_About this exercise_:
Give the records once more, exactly as they stand.

Stored data:
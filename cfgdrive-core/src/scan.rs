//! Probe candidate drives in order and extract the first config drive found.

use crate::config::ToolConfig;
use crate::vfat::{copy_from_vfat_drive, is_config_drive};
use cfgdrive_error::CfgDriveResult;
use cfgdrive_hal::ProcessOps;
use log::info;
use serde::Serialize;
use std::path::{Path, PathBuf};

#[derive(Debug, Clone, PartialEq, Eq, Serialize)]
pub struct ProbeResult {
    pub drive: String,
    pub config_drive: bool,
}

/// Outcome of a scan, suitable for printing or `--json` output.
#[derive(Debug, Clone, PartialEq, Eq, Serialize)]
pub struct ScanReport {
    pub target: PathBuf,
    pub probed: Vec<ProbeResult>,
    /// Drive whose contents were copied into `target`, if any.
    pub extracted_from: Option<String>,
}

impl ScanReport {
    pub fn found(&self) -> bool {
        self.extracted_from.is_some()
    }
}

/// Probe `drives` one after another; extract the first one labelled as a config drive.
///
/// Drives after the match are not probed. Extraction failures are returned, not skipped.
pub fn scan_and_extract(
    hal: &dyn ProcessOps,
    cfg: &ToolConfig,
    drives: &[String],
    target: &Path,
) -> CfgDriveResult<ScanReport> {
    let mut report = ScanReport {
        target: target.to_path_buf(),
        probed: Vec::new(),
        extracted_from: None,
    };

    for drive in drives {
        let config_drive = is_config_drive(hal, cfg, drive)?;
        report.probed.push(ProbeResult {
            drive: drive.clone(),
            config_drive,
        });
        if !config_drive {
            continue;
        }

        info!("Found config drive at {:?}", drive);
        copy_from_vfat_drive(hal, cfg, drive, target)?;
        report.extracted_from = Some(drive.clone());
        break;
    }

    Ok(report)
}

_Completed task_:
filename cfgdrive-core/src/scan.rs
//! Probe candidate drives in order and extract the first config drive found.

use crate::config::ToolConfig;
use crate::vfat::{copy_from_vfat_drive, is_config_drive};
use cfgdrive_error::CfgDriveResult;
use cfgdrive_hal::ProcessOps;
use log::info;
use serde::Serialize;
use std::path::{Path, PathBuf};

#[derive(Debug, Clone, PartialEq, Eq, Serialize)]
pub struct ProbeResult {
    pub drive: String,
    pub config_drive: bool,
}

/// Outcome of a scan, suitable for printing or `--json` output.
#[derive(Debug, Clone, PartialEq, Eq, Serialize)]
pub struct ScanReport {
    pub target: PathBuf,
    pub probed: Vec<ProbeResult>,
    /// Drive whose contents were copied into `target`, if any.
    pub extracted_from: Option<String>,
}

impl ScanReport {
    pub fn found(&self) -> bool {
        self.extracted_from.is_some()
    }
}

/// Probe `drives` one after another; extract the first one labelled as a config drive.
///
/// Drives after the match are not probed. Extraction failures are returned, not skipped.
pub fn scan_and_extract(
    hal: &dyn ProcessOps,
    cfg: &ToolConfig,
    drives: &[String],
    target: &Path,
) -> CfgDriveResult<ScanReport> {
    let mut report = ScanReport {
        target: target.to_path_buf(),
        probed: Vec::new(),
        extracted_from: None,
    };

    for drive in drives {
        let config_drive = is_config_drive(hal, cfg, drive)?;
        report.probed.push(ProbeResult {
            drive: drive.clone(),
            config_drive,
        });
        if !config_drive {
            continue;
        }

        info!("Found config drive at {:?}", drive);
        copy_from_vfat_drive(hal, cfg, drive, target)?;
        report.extracted_from = Some(drive.clone());
        break;
    }

    Ok(report)
}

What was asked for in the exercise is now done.